Desde a última moção de censura que o CDS-PP apresentou, em meados de fevereiro, que o núcleo de António Costa ponderava uma ameaça de demissão. As sondagens dos socialistas estagnavam, o nepotismo perturbava a sua popularidade e a candidatura de Pedro Marques ao Parlamento Europeu era – e é – uma lástima. A votação sobre as carreiras dos professores, que juntou a direita e a esquerda numa só fotografia, abriu a Costa uma porta que procurava há algum tempo. Pela primeira vez desde a crise dos incêndios e desde o ciclo de remodelações, o primeiro-ministro vislumbrou a possibilidade de uma maioria somente sua. Tudo o resto, naturalmente, deixou de interessar. Independentemente do exagero com que se encavalitou em algo por aprovar, a jogada foi feita. E é importante clarificá-la.

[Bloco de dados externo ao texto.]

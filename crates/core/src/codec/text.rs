//! 원시 바이트 / 텍스트 코덱
//!
//! 두 코덱 모두 입력 전체를 단일 필드에 담습니다. 인코딩 시 해당 필드가
//! 기대 타입이 아니면 설정 오류로 보고 [`CodecError::TypeMismatch`]를 반환합니다.

use bytes::Bytes;

use super::LineCodec;
use crate::error::CodecError;
use crate::value::{Fields, Value};

/// [`RawLineCodec`]이 사용하는 필드명
pub const RAW_FIELD: &str = "bytes";

/// [`StringLineCodec`]이 사용하는 필드명
pub const STRING_FIELD: &str = "message";

/// 원시 바이트 코덱
#[derive(Debug, Clone, Copy, Default)]
pub struct RawLineCodec;

impl LineCodec for RawLineCodec {
    fn name(&self) -> &'static str {
        "raw"
    }

    fn decode(&self, data: &[u8]) -> Result<Fields, CodecError> {
        let mut fields = Fields::new();
        fields.insert(RAW_FIELD.to_owned(), Value::Bytes(Bytes::copy_from_slice(data)));
        Ok(fields)
    }

    fn encode(&self, fields: &Fields) -> Result<Vec<u8>, CodecError> {
        match fields.get(RAW_FIELD) {
            Some(Value::Bytes(b)) => Ok(b.to_vec()),
            other => Err(CodecError::TypeMismatch {
                codec: "raw",
                field: RAW_FIELD.to_owned(),
                expected: "bytes",
                found: other.map_or("missing", Value::type_name),
            }),
        }
    }
}

/// 텍스트 코덱
///
/// 디코딩 시 유효하지 않은 UTF-8 시퀀스는 대체 문자로 바뀝니다.
#[derive(Debug, Clone, Copy, Default)]
pub struct StringLineCodec;

impl LineCodec for StringLineCodec {
    fn name(&self) -> &'static str {
        "string"
    }

    fn decode(&self, data: &[u8]) -> Result<Fields, CodecError> {
        let mut fields = Fields::new();
        fields.insert(
            STRING_FIELD.to_owned(),
            Value::Text(String::from_utf8_lossy(data).into_owned()),
        );
        Ok(fields)
    }

    fn encode(&self, fields: &Fields) -> Result<Vec<u8>, CodecError> {
        match fields.get(STRING_FIELD) {
            Some(Value::Text(s)) => Ok(s.as_bytes().to_vec()),
            other => Err(CodecError::TypeMismatch {
                codec: "string",
                field: STRING_FIELD.to_owned(),
                expected: "text",
                found: other.map_or("missing", Value::type_name),
            }),
        }
    }
}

Não é verdade que o processo de ‘regresso ao centro’ do PS tenha começado agora. Desde finais de 2017, pelo menos, que António Costa apresenta “a consolidação das contas públicas” como “um princípio fundamental” do seu governo. Lembro-me, por exemplo, de ouvi-lo afirmar que “não podemos consumir todos os recursos disponíveis com quem trabalha no Estado” e íamos nós a meio da legislatura. Foi assim, aliás, que o primeiro-ministro tentou esvaziar os partidos da oposição: apropriou-se do seu discurso financeiramente responsável. Mas nada disso é novo. Escrevi-o aqui, aqui e aqui.

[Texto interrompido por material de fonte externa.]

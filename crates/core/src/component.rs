//! 컴포넌트 계약 — 모든 파이프라인 스테이지가 구현하는 생명주기 trait
//!
//! [`Component`]는 두 가지 동작을 제공합니다.
//! - `run()`: 스테이지의 처리 루프. 정지 요청 또는 입력 채널 종료 시에만 반환합니다.
//! - `signal(name)`: 데이터 채널과 별개로 전달되는 제어 메시지 (예: `"reload"`).
//!
//! [`ComponentBase`]는 모든 스테이지가 값으로 포함하는 공통 런타임입니다.
//! (입출력 채널, 정지 토큰, 태그, 처리량 카운터)
//!
//! # 처리 루프 규약
//! ```text
//! loop {
//!     (a) 정지 플래그 확인
//!     (b) 입력 채널에서 이벤트 대기
//!     (c) 변환 적용
//!     (d) 출력 채널이 있으면 전달 (하류가 느리면 여기서 대기 = 역압)
//!     (e) 카운터 증가, 주기적으로 처리량 로그
//! }
//! ```
//!
//! 정지는 요청일 뿐 보장이 아닙니다. 수신 대기 중인 스테이지는 다음 반복에서
//! 플래그를 확인하므로, 정지 요청 이후 최대 한 개의 이벤트가 더 처리될 수 있습니다.

use std::future::Future;
use std::pin::Pin;
use std::sync::Arc;
use std::sync::Mutex;
use std::sync::atomic::{AtomicU64, Ordering};
use std::time::Instant;

use tokio::sync::mpsc;
use tokio_util::sync::CancellationToken;

use crate::error::{EvpipeError, PipelineError};
use crate::event::Event;

/// `Send` 가능한 박싱된 Future
pub type BoxFuture<'a, T> = Pin<Box<dyn Future<Output = T> + Send + 'a>>;

/// 스테이지 입력 채널
pub type EventReceiver = mpsc::Receiver<Event>;

/// 스테이지 출력 채널
pub type EventSender = mpsc::Sender<Event>;

/// 처리량 로그 기본 주기 (메시지 수)
pub const DEFAULT_STATS_EVERY: u64 = 10_000;

/// 모든 파이프라인 스테이지가 구현하는 trait
///
/// 레지스트리의 생성자는 `Arc<dyn Component>`를 반환하므로, 실행 중에도
/// 다른 태스크에서 `signal()`과 `request_stop()`을 호출할 수 있습니다.
pub trait Component: Send + Sync {
    /// 공통 런타임 상태
    fn base(&self) -> &ComponentBase;

    /// 처리 루프를 실행합니다. 정지 요청 또는 입력 종료 시 반환합니다.
    fn run(self: Arc<Self>) -> BoxFuture<'static, Result<(), EvpipeError>>;

    /// 제어 메시지를 전달합니다.
    ///
    /// 이해하지 못하는 이름은 로그만 남기고 무시합니다.
    fn signal<'a>(&'a self, name: &'a str) -> BoxFuture<'a, ()> {
        Box::pin(async move {
            tracing::info!(stage = %self.tag(), signal = name, "unknown signal ignored");
        })
    }

    /// 스테이지 태그
    fn tag(&self) -> &str {
        self.base().tag()
    }

    /// 정지를 요청합니다.
    fn request_stop(&self) {
        self.base().request_stop();
    }
}

/// 처리량 로그 윈도우
#[derive(Debug)]
struct StatsWindow {
    last_at: Instant,
    last_count: u64,
}

/// 모든 스테이지가 포함하는 공통 상태와 헬퍼
///
/// 입력 수신자는 비동기 뮤텍스 뒤에 있어 `run()`이 `&self`만으로 루프를 돌 수 있습니다.
/// 스테이지당 처리 루프는 하나이므로 이 뮤텍스에서 경합은 발생하지 않습니다.
pub struct ComponentBase {
    /// 로깅/메트릭용 태그
    tag: String,
    /// 입력 채널 (소스는 없음)
    input: Option<tokio::sync::Mutex<EventReceiver>>,
    /// 출력 채널 (싱크는 없음)
    output: Option<EventSender>,
    /// 정지 요청 토큰
    stop: CancellationToken,
    /// 처리한 메시지 수
    messages: AtomicU64,
    /// 처리량 로그 주기 (0이면 비활성)
    stats_every: u64,
    /// 마지막 처리량 로그 시점
    window: Mutex<StatsWindow>,
}

impl ComponentBase {
    /// 새 공통 런타임을 생성합니다.
    pub fn new(
        tag: impl Into<String>,
        input: Option<EventReceiver>,
        output: Option<EventSender>,
    ) -> Self {
        Self {
            tag: tag.into(),
            input: input.map(tokio::sync::Mutex::new),
            output,
            stop: CancellationToken::new(),
            messages: AtomicU64::new(0),
            stats_every: DEFAULT_STATS_EVERY,
            window: Mutex::new(StatsWindow {
                last_at: Instant::now(),
                last_count: 0,
            }),
        }
    }

    /// 처리량 로그 주기를 설정합니다.
    pub fn with_stats_every(mut self, every: u64) -> Self {
        self.stats_every = every;
        self
    }

    /// 스테이지 태그
    pub fn tag(&self) -> &str {
        &self.tag
    }

    /// 입력 채널 보유 여부
    pub fn has_input(&self) -> bool {
        self.input.is_some()
    }

    /// 출력 채널 보유 여부
    pub fn has_output(&self) -> bool {
        self.output.is_some()
    }

    /// 정지를 요청합니다.
    pub fn request_stop(&self) {
        self.stop.cancel();
    }

    /// 정지 요청 여부
    pub fn should_stop(&self) -> bool {
        self.stop.is_cancelled()
    }

    /// 정지 토큰의 자식 토큰. 스테이지가 띄운 보조 태스크 종료에 사용합니다.
    pub fn stop_token(&self) -> CancellationToken {
        self.stop.child_token()
    }

    /// 다음 이벤트를 기다립니다.
    ///
    /// 입력 채널이 없거나 모든 송신자가 닫혔으면 `None`을 반환합니다.
    pub async fn next_event(&self) -> Option<Event> {
        let input = self.input.as_ref()?;
        input.lock().await.recv().await
    }

    /// 출력 채널이 있으면 이벤트를 전달합니다.
    ///
    /// 하류 채널이 가득 차 있으면 여기서 대기합니다 (유일한 역압 메커니즘).
    pub async fn forward(&self, event: Event) -> Result<(), PipelineError> {
        match &self.output {
            Some(tx) => tx
                .send(event)
                .await
                .map_err(|_| PipelineError::ChannelSend(format!("{}: downstream closed", self.tag))),
            None => Ok(()),
        }
    }

    /// 처리 메시지 카운터를 증가시킵니다.
    pub fn stats_add_message(&self) {
        self.messages.fetch_add(1, Ordering::Relaxed);
        metrics::counter!(crate::metrics::STAGE_EVENTS_TOTAL, crate::metrics::LABEL_STAGE => self.tag.clone())
            .increment(1);
    }

    /// 처리한 메시지 수
    pub fn messages(&self) -> u64 {
        self.messages.load(Ordering::Relaxed)
    }

    /// 설정된 주기마다 처리량 로그를 남깁니다.
    pub fn print_stats(&self) {
        let count = self.messages();
        if self.stats_every == 0 || count == 0 || count % self.stats_every != 0 {
            return;
        }

        let Ok(mut window) = self.window.lock() else {
            return;
        };
        let elapsed = window.last_at.elapsed().as_secs_f64();
        let delta = count - window.last_count;
        let rate = if elapsed > 0.0 {
            delta as f64 / elapsed
        } else {
            0.0
        };
        window.last_at = Instant::now();
        window.last_count = count;

        tracing::info!(
            stage = %self.tag,
            total = count,
            rate = format!("{rate:.1}/s"),
            "stage throughput"
        );
    }
}

impl std::fmt::Debug for ComponentBase {
    fn fmt(&self, f: &mut std::fmt::Formatter<'_>) -> std::fmt::Result {
        f.debug_struct("ComponentBase")
            .field("tag", &self.tag)
            .field("has_input", &self.has_input())
            .field("has_output", &self.has_output())
            .field("stopped", &self.should_stop())
            .field("messages", &self.messages())
            .finish()
    }
}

Outra falácia das últimas semanas passa por ignorar as várias vezes que Costa já havia desprezado os seus parceiros parlamentares, como se esta rotura fosse novidade. Não falo apenas dos ataques inflamados de Mariana Mortágua às cativações de Mário Centeno, nem das exigências do Bloco de Esquerda ao ministro das Finanças, no ano passado, para “gastar a folga” orçamental. Falo, novamente, de 2017, quando o governo negociou uma descida da TSU em sede de concertação social, violando assumidamente as posições conjuntas firmadas com o BE e com Os Verdes. Costa era governo há pouco mais de um ano e já aí mostrava uma total indiferença em relação aos acordos que o haviam levado a São Bento.

Como recordar é mesmo viver, cito uma entrevista de Pedro Nuno Santos, arquiteto da ‘geringonça’, por essa altura. Sobre a possibilidade de eleições antecipadas, questionava ele: “Vamos pedir eleições para quê? Para deitar a perder não só o trabalho que estamos a fazer como criar instabilidade? A estabilidade é um valor partilhado por nós e pelo sr. Presidente da República”. Pelos vistos, para Costa, a estabilidade deixou de ser um valor a manter. Para Pedro Nuno, que provavelmente até mantém estas convicções apesar das manobras do seu primeiro-ministro, a ‘geringonça’ era para ir até ao fim. “Era só o que faltava acharem que o Partido Socialista está a olhar para as sondagens, à espera do melhor dia para se libertar dos seus parceiros. Nós somos um partido sério, de gente séria e que não vai trair uma solução que tem funcionado bem, que será boa para todos se correr bem e má para todos se correr mal”, dizia, à data, o hoje ministro.

Acerca deste recuo, no entanto, não se falou neste último mês. A solução de governo anunciada com a promessa de ser “coerente”, “estável” e “duradoura” acabou a promover uma crise política por incoerência, instabilidade e pouca vontade de perdurar. Mais irónico do que isso é, claro, António Costa invocar a “credibilidade externa” do país para justificar a sua ameaça de demissão depois de ter segurado Centeno no caso António Domingues, Constança Urbano de Sousa nas tragédias de Pedrógão e Azeredo Lopes mais de um ano depois de Tancos. Essa credibilidade, como a outrora apregoada estabilidade, mudou certamente de valor por estarmos em ano eleitoral.